In one of ORI’s better-known cases, a Vermont researcher was sentenced to a year and a day in prison in 2006 for falsifying information in 15 federal grant applications and as many as 10 journal articles.
“People out there are misusing federal money and deceiving the scientific community, and we’re the only ones who can stop them,” one ORI investigator said.
But the office has been criticized for inefficiency – it closes only 10 to 15 cases a year – and has suffered some setbacks. A case against the laboratory of high-profile scientist David Baltimore was overturned in 1996, and an accusation against Robert Gallo, co-discoverer of the virus that causes an immune deficiency disorder, was dropped in 1993 after a four-year investigation.
Plagiarism, however, has not been a major part of ORI’s work. Although it does look into some plagiarism cases, it hasn’t made a plagiarism finding since 2013. Partin told Science magazine that “comments from the research community” endorse her idea of taking “a fresh look” at plagiarism.

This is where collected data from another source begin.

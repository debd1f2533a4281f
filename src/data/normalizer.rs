//! Data Normalizer Module
//! Drops incomplete rows and coerces thousands-grouped numerals into typed records.

use crate::config::ColumnSchema;
use crate::data::record::{Dataset, NumericField, Record};
use polars::prelude::*;
use std::collections::HashSet;
use thiserror::Error;
use tracing::{debug, warn};

/// Thousands separator used by the registry extract.
pub const THOUSANDS_SEPARATOR: char = ',';

#[derive(Error, Debug)]
pub enum NormalizeError {
    #[error("Polars error: {0}")]
    PolarsError(#[from] PolarsError),
    #[error("Missing expected columns: {}", .missing.join(", "))]
    Schema { missing: Vec<String> },
    #[error("Malformed numeric value {value:?} in column '{field}' at row {row} ({region})")]
    MalformedNumericField {
        field: String,
        row: usize,
        region: String,
        value: String,
    },
    #[error("Duplicate region key '{region}' at row {row}")]
    DuplicateRegion { region: String, row: usize },
}

/// Strip thousands separators and parse. Rejects negative and non-finite values.
pub fn parse_number(text: &str) -> Option<f64> {
    let cleaned: String = text
        .trim()
        .chars()
        .filter(|c| *c != THOUSANDS_SEPARATOR)
        .collect();
    let value: f64 = cleaned.parse().ok()?;
    (value.is_finite() && value >= 0.0).then_some(value)
}

/// Turns a raw string table into a typed [`Dataset`].
pub struct Normalizer<'a> {
    schema: &'a ColumnSchema,
}

impl<'a> Normalizer<'a> {
    pub fn new(schema: &'a ColumnSchema) -> Self {
        Self { schema }
    }

    /// Header names the schema expects but the frame lacks.
    pub fn missing_columns(&self, df: &DataFrame) -> Vec<String> {
        let present: HashSet<&str> = df
            .get_column_names()
            .into_iter()
            .map(|name| name.as_str())
            .collect();
        self.schema
            .header()
            .into_iter()
            .filter(|name| !present.contains(name))
            .map(str::to_string)
            .collect()
    }

    /// Remove every row holding a missing value in any column.
    ///
    /// Nulls and empty strings (including a quoted `""`) both count as missing.
    /// Returns the remaining frame together with the original index of each kept row.
    pub fn drop_incomplete_rows(df: &DataFrame) -> Result<(DataFrame, Vec<usize>), NormalizeError> {
        let mut mask = BooleanChunked::full("complete".into(), true, df.height());
        for column in df.get_columns() {
            let present = match column.str() {
                Ok(text) => text
                    .into_iter()
                    .map(|v| v.is_some_and(|s| !s.is_empty()))
                    .collect::<BooleanChunked>(),
                Err(_) => column.is_not_null(),
            };
            mask = &mask & &present;
        }

        let kept: Vec<usize> = (&mask)
            .into_iter()
            .enumerate()
            .filter_map(|(i, keep)| (keep == Some(true)).then_some(i))
            .collect();
        let cleaned = df.filter(&mask)?;

        let dropped = df.height() - cleaned.height();
        if dropped > 0 {
            warn!(dropped, "dropped rows with missing values");
        }
        Ok((cleaned, kept))
    }

    /// Schema check, row drop, then numeric coercion. Fails on the first bad value.
    pub fn normalize(&self, df: &DataFrame) -> Result<Dataset, NormalizeError> {
        let missing = self.missing_columns(df);
        if !missing.is_empty() {
            return Err(NormalizeError::Schema { missing });
        }

        let (cleaned, kept) = Self::drop_incomplete_rows(df)?;

        let region_col = cleaned
            .column(&self.schema.region)?
            .cast(&DataType::String)?;
        let regions: Vec<String> = region_col
            .str()?
            .into_iter()
            .map(|v| v.unwrap_or_default().to_string())
            .collect();

        let mut values = vec![[0.0f64; 6]; cleaned.height()];
        for (slot, field) in NumericField::ALL.into_iter().enumerate() {
            let column_name = self.schema.column(field);
            let text_col = cleaned.column(column_name)?.cast(&DataType::String)?;
            for (row, text) in text_col.str()?.into_iter().enumerate() {
                let text = text.unwrap_or_default();
                values[row][slot] = parse_number(text).ok_or_else(|| {
                    NormalizeError::MalformedNumericField {
                        field: column_name.to_string(),
                        row: kept[row] + 1,
                        region: regions[row].clone(),
                        value: text.to_string(),
                    }
                })?;
            }
        }

        let mut seen = HashSet::with_capacity(regions.len());
        let mut records = Vec::with_capacity(regions.len());
        for (row, (region, vals)) in regions.into_iter().zip(values).enumerate() {
            if !seen.insert(region.clone()) {
                return Err(NormalizeError::DuplicateRegion {
                    region,
                    row: kept[row] + 1,
                });
            }
            records.push(Record::from_values(region, vals));
        }

        debug!(rows = records.len(), "normalized registry table");
        Ok(Dataset::from_records(records))
    }
}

ORI made news in 2014, when David Wright, the director at the time, quit and blasted the HHS bureaucracy in a resignation letter that called it “profoundly dysfunctional.” In the letter, obtained by ScienceInsider, Wright called his post “the very worst job I have ever had” and said the bureaucracy left him “offended as a taxpayer.”
It’s not clear whether Partin was brought in to clean house at ORI and how far the conflict extends beyond the typical difficulties that can arise when a new chief takes over an organization full of established staff members. Partin arrived after a long tenure as a research integrity officer at Colorado State University and brought her acting deputy, Scott Moore, over from the National Science Foundation.
In their May 10 letter, the investigators said they were shocked that “Partin has in such a short time apparently concluded that she cannot work with either” or that she “believes it likely and possibly best that they both leave ORI.”
One of the division heads declined to discuss the situation and the other did not return telephone calls to her office.
Partin told Science magazine that researchers and integrity officers from other organizations find the office’s staff accessible but would like cases closed more quickly, and need more “guidance on some technical issues related to their investigations of allegations of research misconduct.”
It would take some time to replace the expertise of staff members if there were a major exodus, said Steneck, an emeritus professor of history at the University of Michigan and founder of the World Conferences on Research Integrity.
“I know what’s going on,” said Steneck, who also has worked as a contractor at ORI. “I know a lot of the people and it’s a very unfortunate situation. I wish they could get together and work their way through this and keep on with the experience they have.”